Mais dans tous les cas, et plus fondamentalement, il existe toujours une tension entre la valorisation des différences et la culture commune. Cette tension n'est pas nouvelle. On la retrouve notamment au niveau régional mais également au niveau national et européen où existe une tension entre des zones régionales (au sens linguistique et culturel) et un désir d'unité. Après le concept de négritude, inventé par Aimé Césaire et auquel il avait adhéré, Édouard Glissant finira par en dénoncer les limites et y substituera le concept «d'antillanité» car il considérait, au fond, qu'il était plus juste d'enraciner l'identité des Caraïbes dans ce qu'il nommait «l'autre Amérique», plutôt que de considérer l'Afrique comme seule source d'identification des caribéens. Cette conception, chère à E Glissant, est fondée sur une conception de l'identité ouverte sur le monde et appelant la mise en relation des cultures entre elles. La France n'est pas seulement le territoire étroit de l'hexagone.
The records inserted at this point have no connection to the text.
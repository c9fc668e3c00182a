pub mod clock_ring;
pub mod ghost_list;
pub mod intrusive_list;
pub mod node_arena;

pub use clock_ring::ClockRing;
pub use ghost_list::GhostList;
pub use intrusive_list::IntrusiveList;
pub use node_arena::{NodeArena, NodeId};
//! Error types for the carcache library.
//!
//! - [`ConfigError`]: a cache could not be built from the given parameters
//!   (today only a capacity of zero).
//! - [`InvariantError`]: `check_invariants` found the CAR directory (resident
//!   rings, ghost lists, target size, slot table) inconsistent.
//!
//! Structural violations detected *during* an operation (removing from an
//! empty ring, re-inserting a key that is already tracked) are defects, not
//! runtime conditions; they panic instead of producing one of these values.
//!
//! ```
//! use carcache::error::ConfigError;
//! use carcache::policy::car::CarCache;
//!
//! let cache: Result<CarCache<u64, String>, ConfigError> = CarCache::try_new(100);
//! assert!(cache.is_ok());
//!
//! let err = CarCache::<u64, String>::try_new(0).unwrap_err();
//! assert!(err.message().contains("capacity"));
//! ```

use std::fmt;

/// Declares a message-carrying error newtype with `Display` and `Error`.
macro_rules! message_error {
    ($(#[$meta:meta])* $name:ident) => {
        $(#[$meta])*
        #[derive(Debug, Clone, PartialEq, Eq)]
        pub struct $name(String);

        impl $name {
            #[inline]
            pub fn new(msg: impl Into<String>) -> Self {
                Self(msg.into())
            }

            /// The human-readable description.
            #[inline]
            pub fn message(&self) -> &str {
                &self.0
            }
        }

        impl fmt::Display for $name {
            fn fmt(&self, f: &mut fmt::Formatter<'_>) -> fmt::Result {
                f.write_str(&self.0)
            }
        }

        impl std::error::Error for $name {}
    };
}

message_error! {
    /// Invalid construction parameters.
    ///
    /// Returned by [`CarCore::try_new`](crate::policy::car::CarCore::try_new),
    /// [`CarCache::try_new`](crate::policy::car::CarCache::try_new) and
    /// [`CarCacheBuilder::try_build`](crate::policy::car::CarCacheBuilder::try_build).
    /// The panicking constructors panic with the same message.
    ConfigError
}

message_error! {
    /// A CAR directory invariant does not hold.
    ///
    /// Returned by [`CarCore::check_invariants`](crate::policy::car::CarCore::check_invariants)
    /// and its façade delegate; the message names the violated rule and the
    /// population sizes involved.
    InvariantError
}
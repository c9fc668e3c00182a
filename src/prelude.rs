pub use crate::ds::{ClockRing, GhostList, IntrusiveList, NodeArena, NodeId};
pub use crate::error::{ConfigError, InvariantError};
#[cfg(feature = "metrics")]
pub use crate::metrics::snapshot::CarMetricsSnapshot;
pub use crate::policy::car::{CarCache, CarCacheBuilder, CarCore, Residency};
pub use crate::slot::SlotId;
pub use crate::traits::{ConcurrentCache, ReadOnlyCache, ReplacementNotifier, ValueLoader};
//! Replacement policies.

pub mod car;
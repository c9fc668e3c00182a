//! Micro-operation benchmarks for the CAR engine and façade.
//!
//! Run with: `cargo bench --bench car`
//!
//! Measures per-load latency for hits, misses under eviction pressure, a
//! skewed mixed workload, and read-tier hits from several threads.

use std::hint::black_box;
use std::sync::Arc;
use std::thread;
use std::time::Instant;

use carcache::policy::car::{CarCache, CarCore};
use carcache::slot::SlotId;
use criterion::{Criterion, Throughput, criterion_group, criterion_main};
use rand::rngs::StdRng;
use rand::{Rng, SeedableRng};

const CAPACITY: usize = 16_384;
const OPS: u64 = 100_000;

fn filled_cache() -> CarCache<u64, Arc<u64>> {
    let cache = CarCache::builder(CAPACITY)
        .loader(|key: &u64, _slot: SlotId| Arc::new(*key))
        .build();
    for i in 0..CAPACITY as u64 {
        cache.load(&i);
    }
    cache
}

// ============================================================================
// Hit / miss latency (ns/op)
// ============================================================================

fn bench_core(c: &mut Criterion) {
    let mut group = c.benchmark_group("car_core_ns");
    group.throughput(Throughput::Elements(OPS));

    group.bench_function("get_hit", |b| {
        b.iter_custom(|iters| {
            let mut core: CarCore<u64, u64> = CarCore::new(CAPACITY);
            for i in 0..CAPACITY as u64 {
                core.admit(i, |k, _| Some(*k), |_, _, _| {});
            }
            let start = Instant::now();
            for _ in 0..iters {
                for i in 0..OPS {
                    black_box(core.get(&(i % CAPACITY as u64)));
                }
            }
            start.elapsed()
        })
    });

    group.bench_function("admit_evicting", |b| {
        b.iter_custom(|iters| {
            let mut core: CarCore<u64, u64> = CarCore::new(CAPACITY);
            for i in 0..CAPACITY as u64 {
                core.admit(i, |k, _| Some(*k), |_, _, _| {});
            }
            let mut next = CAPACITY as u64;
            let start = Instant::now();
            for _ in 0..iters {
                for _ in 0..OPS {
                    core.admit(next, |k, _| Some(*k), |_, v, _| {
                        black_box(v);
                    });
                    next += 1;
                }
            }
            start.elapsed()
        })
    });

    group.finish();
}

fn bench_cache(c: &mut Criterion) {
    let mut group = c.benchmark_group("car_cache_ns");
    group.throughput(Throughput::Elements(OPS));

    group.bench_function("load_hit", |b| {
        b.iter_custom(|iters| {
            let cache = filled_cache();
            let start = Instant::now();
            for _ in 0..iters {
                for i in 0..OPS {
                    black_box(cache.load(&(i % CAPACITY as u64)));
                }
            }
            start.elapsed()
        })
    });

    group.bench_function("load_skewed_mixed", |b| {
        b.iter_custom(|iters| {
            let cache = filled_cache();
            let mut rng = StdRng::seed_from_u64(42);
            let keys: Vec<u64> = (0..OPS)
                .map(|_| {
                    if rng.gen_bool(0.8) {
                        rng.gen_range(0..CAPACITY as u64 / 2)
                    } else {
                        rng.gen_range(0..CAPACITY as u64 * 8)
                    }
                })
                .collect();
            let start = Instant::now();
            for _ in 0..iters {
                for key in &keys {
                    black_box(cache.load(key));
                }
            }
            start.elapsed()
        })
    });

    group.finish();
}

// ============================================================================
// Read-tier scaling
// ============================================================================

fn bench_parallel_hits(c: &mut Criterion) {
    let mut group = c.benchmark_group("car_parallel_hits");
    group.throughput(Throughput::Elements(OPS));

    for threads in [1usize, 2, 4, 8] {
        group.bench_function(format!("threads_{}", threads), |b| {
            b.iter_custom(|iters| {
                let cache = filled_cache();
                let per_thread = OPS / threads as u64;
                let start = Instant::now();
                let handles: Vec<_> = (0..threads)
                    .map(|t| {
                        let cache = cache.clone();
                        thread::spawn(move || {
                            for _ in 0..iters {
                                for i in 0..per_thread {
                                    let key = (i * 31 + t as u64) % CAPACITY as u64;
                                    black_box(cache.load(&key));
                                }
                            }
                        })
                    })
                    .collect();
                for handle in handles {
                    handle.join().expect("bench thread panicked");
                }
                start.elapsed()
            })
        });
    }

    group.finish();
}

criterion_group!(benches, bench_core, bench_cache, bench_parallel_hits);
criterion_main!(benches);
// ---------------------------------------------------------------------------
// CarCore
// ---------------------------------------------------------------------------

/// Single-threaded CAR engine.
///
/// Owns the directory (two clock rings, two ghost lists, the adaptive target)
/// and the slot array. Values are opaque; the engine never inspects them.
///
/// [`get`](Self::get) is the hit path and takes `&self`. [`admit`](Self::admit)
/// is the miss algorithm and takes `&mut self`. Callers decide between them;
/// [`CarCache`] does so under a two-tier lock.
///
/// # Example
///
/// ```
/// use carcache::policy::car::{CarCore, Residency};
///
/// let mut core: CarCore<&str, u32> = CarCore::new(2);
/// assert!(core.get(&"a").is_none());
///
/// let value = core.admit("a", |_key, slot| Some(slot.index() as u32), |_, _, _| {});
/// assert_eq!(value, Some(&0));
/// assert_eq!(core.get(&"a"), Some(Some(&0)));
/// assert_eq!(core.residency(&"a"), Some(Residency::Recent));
/// ```
pub struct CarCore<K, V> {
    recent: ClockRing<K>,
    frequent: ClockRing<K>,
    ghost_recent: GhostList<K>,
    ghost_frequent: GhostList<K>,
    slots: Vec<Slot<V>>,
    target_recent_size: usize,
    capacity: usize,
    full: bool,
    #[cfg(feature = "metrics")]
    metrics: CarMetrics,
}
La diversité culturelle et le métissage des cultures sont consubstantielles de la culture européenne de notre temps, mais cette spécificité est menacée aujourd'hui par la montée de la xénophobie, par des replis identitaires et par une forme de mystification de certaines identités. C'est donc dans l'équilibre entre enracinement des différences et le besoin d'unité que doit être promue l'ambition culturelle. Malheureusement, en France, la machine à intégrer a souvent connu des ratés et même des pannes.
Une nouvelle ambition publique pour la culture, ne devrait elle pas consister à travailler cette question de l'intégration des différences comme un véritable défi nouveau à relever? L'union européenne gagnerait aussi à établir et à encourager les dialogues interculturels qui sont la la condition de la reconnaissance, à la fois, de la diversité et de l'universalité culturelle.